The road starts at Switch Island junction, with direct connections to its namesake motorways (M57 and M58 respectively), as well as the A5036 and A59 roads which all converge at the junction. The road closely follows the route of the Northern Perimeter Road which is to its south, with the only major intersection being when it crosses the B5422 road. From there it continues in a northwest direction until it meets the A565 road, at a roundabout constructed as part of the scheme to improve efficiency for converging traffic.

==Operation==
Several months after opening in December 2015, a Sefton Council committee meeting recorded that the road was being very well used, with noticeably less traffic on the roads it was bypassing, those being the Northern Perimeter Road and Lydiate Lane respectively. It was subsequently reported in January 2016 that a section of the road would need to undergo a series of repair works during the evenings of a three-week period, just five months after the road opened to traffic. A year after opening, road users were giving generally positive feedback, with some confirming that travel times had been reduced and offers a more convenient means of accessing the motorways, although a common recurring concern were the junction issues at Switch Island.

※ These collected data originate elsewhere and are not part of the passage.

impl TimeGrid {
    pub fn num_days(&self) -> usize {
        self.days.len()
    }

    pub fn num_slots(&self) -> usize {
        self.slots.len()
    }

    /// Slot indexes before the lunch boundary
    pub fn morning(&self) -> Range<usize> {
        0..self.lunch_boundary.min(self.num_slots())
    }

    /// Slot indexes after the lunch boundary
    pub fn afternoon(&self) -> Range<usize> {
        (self.lunch_boundary + 1).min(self.num_slots())..self.num_slots()
    }
}

/// A school level with its weekly quotas
#[derive(Clone, Debug, PartialEq)]
pub struct Level {
    /// id/index of the Level in the list of levels
    pub index: usize,
    pub name: String,
    /// Weekly hours per subject index. The keys are the subjects allowed for the level's classes.
    pub quotas: BTreeMap<usize, u32>,
}

/// Part of a class which does not attend some of the class' subjects
#[derive(Clone, Debug, PartialEq)]
pub struct Subgroup {
    pub name: String,
    pub skipped_subjects: Vec<usize>,
}

/// Representation of a class
#[derive(Clone, Debug, PartialEq)]
pub struct ClassEntity {
    /// id/index of the class in the list of classes
    pub index: usize,
    pub name: String,
    /// Index of the class' level
    pub level: usize,
    /// Number of students
    pub capacity: u32,
    pub subgroups: Vec<Subgroup>,
}

/// Normalized teacher references: subject → level → ordered set of teacher indexes
#[derive(Clone, Debug, Default, PartialEq)]
pub struct TeacherMap {
    by_subject: BTreeMap<usize, BTreeMap<usize, BTreeSet<usize>>>,
}
// Copyright 2026 by the timetabler authors
//
// Licensed under the Apache License, Version 2.0 (the "License"); you may not use this file except in compliance with
// the License. You may obtain a copy of the License at
//
//     http://www.apache.org/licenses/LICENSE-2.0
//
// Unless required by applicable law or agreed to in writing, software distributed under the License is distributed on an
// "AS IS" BASIS, WITHOUT WARRANTIES OR CONDITIONS OF ANY KIND, either express or implied. See the License for the
// specific language governing permissions and limitations under the License.

//! A specialization of the generic branch and bound algorithm from `bab` for constraint models.
//!
//! Each node carries the complete variable domains of its subproblem. Solving a node means propagating the
//! constraints, bounding the node by the objective's lower bound and either reporting the (then fully fixed)
//! assignment or branching on the open variable with the smallest domain: `x == v` vs. `x != v` for the smallest
//! value `v`.

use super::propagation::Propagator;
use super::{Domain, Model, Objective, Solution, Solver, SolverConfig, Status};
use crate::bab::{self, Limits, NodeResult};
use log::{debug, info};
use std::sync::Arc;
use std::time::Instant;

/// The built-in `Solver`: constraint propagation within a parallel branch and bound search
#[derive(Clone, Debug, Default)]
pub struct SearchSolver {
    pub config: SolverConfig,
}

impl SearchSolver {
    pub fn new(config: SolverConfig) -> Self {
        SearchSolver { config }
    }
}

/// Parameter set for one subproblem of the Branch and Bound algorithm
#[derive(Clone)]
struct SearchNode {
    domains: Vec<Domain>,
    /// Number of branching decisions leading to this node
    depth: usize,
    /// Marks the preferred branch (`x == v`) among siblings
    preferred: bool,
    /// The variable restricted by the last branching decision (None for the root node)
    changed: Option<usize>,
}

// As we want to do a pseudo depth-first search, SearchNodes are ordered by their depth in the Branch and Bound tree for
// the prioritization by the parallel workers.
impl Ord for SearchNode {
    fn cmp(&self, other: &Self) -> std::cmp::Ordering {
        (self.depth, self.preferred).cmp(&(other.depth, other.preferred))
    }
}

impl PartialOrd for SearchNode {
    fn partial_cmp(&self, other: &Self) -> Option<std::cmp::Ordering> {
        Some(self.cmp(other))
    }
}

impl Eq for SearchNode {}

impl PartialEq for SearchNode {
    fn eq(&self, other: &Self) -> bool {
        (self.depth, self.preferred) == (other.depth, other.preferred)
    }
}

impl Solver for SearchSolver {
    fn solve(&self, model: &Model) -> Solution {
        info!(
            "Solving model with {} variables and {} constraints using {} threads",
            model.num_vars(),
            model.num_constraints(),
            self.config.num_threads
        );
        let propagator = Arc::new(Propagator::new(Arc::new(model.clone())));
        let root = SearchNode {
            domains: model.domains.clone(),
            depth: 0,
            preferred: false,
            changed: None,
        };
        let limits = Limits {
            max_nodes: self.config.node_limit,
            deadline: self.config.time_limit.map(|t| Instant::now() + t),
        };

        let outcome = bab::solve(
            move |node, best| run_search_node(&propagator, node, best),
            root,
            self.config.num_threads,
            0,
            limits,
        );
        debug!("Search finished after {} nodes", outcome.num_nodes);

        match (outcome.best, outcome.complete) {
            (Some((values, score)), complete) => Solution {
                status: if complete { Status::Optimal } else { Status::Feasible },
                values,
                objective: model.objective.as_ref().map(|_| score),
                nodes: outcome.num_nodes,
            },
            (None, true) => Solution::empty(Status::Infeasible, outcome.num_nodes),
            (None, false) => Solution::empty(Status::Unknown, outcome.num_nodes),
        }
    }
}

/// Lower bound of the objective function for the given domains
fn objective_bound(objective: &Objective, domains: &[Domain]) -> i64 {
    objective
        .terms
        .iter()
        .map(|t| {
            let min: i64 = t.expr.constant
                + t.expr
                    .terms
                    .iter()
                    .map(|(c, v)| {
                        let d = domains[v.index()];
                        if *c >= 0 {
                            c * d.min()
                        } else {
                            c * d.max()
                        }
                    })
                    .sum::<i64>();
            (min - t.threshold).max(0)
        })
        .sum()
}

/// Choose the open variable to branch on: decision variables first, smallest domain first.
fn select_variable(model: &Model, domains: &[Domain]) -> Option<usize> {
    domains
        .iter()
        .enumerate()
        .filter(|(_, d)| d.size() > 1)
        .min_by_key(|(i, d)| (!model.decision[*i], d.size(), *i))
        .map(|(i, _)| i)
}

/// Solver for a single branch and bound node/subproblem.
fn run_search_node(
    propagator: &Propagator,
    mut node: SearchNode,
    best_score: i64,
) -> NodeResult<SearchNode, Vec<i64>, i64> {
    if propagator.propagate(&mut node.domains, node.changed).is_err() {
        return NodeResult::NoSolution;
    }
    let model = propagator.model();
    let bound = model
        .objective
        .as_ref()
        .map_or(0, |o| objective_bound(o, &node.domains));
    if bound >= best_score {
        return NodeResult::NoSolution;
    }

    let var = match select_variable(model, &node.domains) {
        None => {
            let values: Vec<i64> = node.domains.iter().map(|d| d.min()).collect();
            let score = model
                .objective
                .as_ref()
                .map_or(0, |o| super::objective_value(o, &values));
            return NodeResult::Feasible(values, score);
        }
        Some(var) => var,
    };

    let value = node.domains[var].min();
    let mut take = node.clone();
    take.domains[var].fix(value);
    take.depth += 1;
    take.preferred = true;
    take.changed = Some(var);

    node.domains[var].remove(value);
    node.depth += 1;
    node.preferred = false;
    node.changed = Some(var);

    NodeResult::Branch(vec![node, take], bound)
}
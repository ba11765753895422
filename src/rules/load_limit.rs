// Copyright 2026 by the timetabler authors
//
// Licensed under the Apache License, Version 2.0 (the "License"); you may not use this file except in compliance with
// the License. You may obtain a copy of the License at
//
//     http://www.apache.org/licenses/LICENSE-2.0
//
// Unless required by applicable law or agreed to in writing, software distributed under the License is distributed on an
// "AS IS" BASIS, WITHOUT WARRANTIES OR CONDITIONS OF ANY KIND, either express or implied. See the License for the
// specific language governing permissions and limitations under the License.

//! Maximum number of lessons of a subject per day or half-day

use crate::catalog::Catalog;
use crate::cp::Comparison;
use crate::io::config::{LoadLimitConfig, LoadScope};
use crate::session::Session;
use crate::Error;
use std::ops::Range;

#[derive(Clone, Debug, PartialEq)]
pub struct LoadLimit {
    pub level: usize,
    pub subject: usize,
    pub max: u32,
    pub scope: LoadScope,
}

impl LoadLimit {
    pub fn resolve(rule: &LoadLimitConfig, catalog: &Catalog) -> Result<Self, Error> {
        Ok(LoadLimit {
            level: catalog.level(&rule.level)?,
            subject: catalog.subject(&rule.subject)?,
            max: rule.max,
            scope: rule.scope,
        })
    }
}

/// Limit the lessons of the subject for every class of the level and every day (or both half-days of every day)
pub fn limit_load(session: &mut Session, rule: &LoadLimit) {
    let grid = &session.catalog().grid;
    let ranges: Vec<Range<usize>> = match rule.scope {
        LoadScope::FullDay => vec![0..grid.num_slots()],
        LoadScope::HalfDay => vec![grid.morning(), grid.afternoon()],
    };
    let num_days = grid.num_days();
    for class in session.catalog().classes_of_level(rule.level) {
        for day in 0..num_days {
            for range in ranges.iter() {
                let count = session.count_in_slots(class, day, range.clone(), &[rule.subject]);
                session
                    .model_mut()
                    .add_linear(count, Comparison::LessEqual, rule.max as i64);
            }
        }
    }
}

Since opening, there have been reports relating to an increased number of road traffic incidents at Switch Island, the main terminus of the A5758 road. Some road users have noted that a lack of clear road markings and signage may be a contributing factor towards the traffic collisions, whilst Sefton Council noted that they continue to review the operation of the road and associated junctions. Following continued incidents at the junction with Switch Island, the council confirmed in July 2016 that it was in talks with Highways England and Merseyside Police with Bill Esterson, MP for Sefton Central, calling for changes to be considered to the road to improve safety.

Plans were announced in February 2016 which proposed a new £200M road could be built through Rimrose Valley to link directly into the A5758 road in an effort to reduce the heavy congestion on the A5036 road; Sefton Council rejected the proposal in March 2017, citing the desire to instead build a tunnel to overcome the congestion concerns.